_What is being asked_
How many lines in the records below contain the word "CatalogCache"? Reply with the number alone.
====== Input material
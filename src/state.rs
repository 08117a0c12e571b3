use std::sync::Arc;
use std::time::Duration;

use sea_orm::DatabaseConnection;

use crate::config::Config;
use crate::db;
use crate::services::{CatalogCache, CatalogClient};

/// Application state shared across all handlers
#[derive(Clone)]
pub struct AppState {
    /// SeaORM database connection
    pub db: DatabaseConnection,
    pub config: Config,
    /// PokeAPI client (shares one bounded lookup cache)
    pub catalog: CatalogClient,
}

impl AppState {
    /// Create a new AppState by connecting to the database and preparing the schema
    pub async fn new(config: Config) -> Result<Self, AppStateError> {
        let db = db::connect(&config.database_url)
            .await
            .map_err(|e| AppStateError::Database(e.to_string()))?;

        db::create_schema(&db)
            .await
            .map_err(|e| AppStateError::Migration(e.to_string()))?;

        let cache = Arc::new(CatalogCache::new(config.pokeapi_cache_capacity));
        let catalog = CatalogClient::new(
            &config.pokeapi_base_url,
            Duration::from_secs(config.pokeapi_timeout_secs),
            &config.pokeapi_locale,
            cache,
        )
        .map_err(|e| AppStateError::HttpClient(e.to_string()))?;

        Ok(Self {
            db,
            config,
            catalog,
        })
    }
}

#[derive(Debug, thiserror::Error)]
pub enum AppStateError {
    #[error("Database connection error: {0}")]
    Database(String),

    #[error("Migration error: {0}")]
    Migration(String),

    #[error("HTTP client error: {0}")]
    HttpClient(String),
}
============
_Answer to this exercise_
2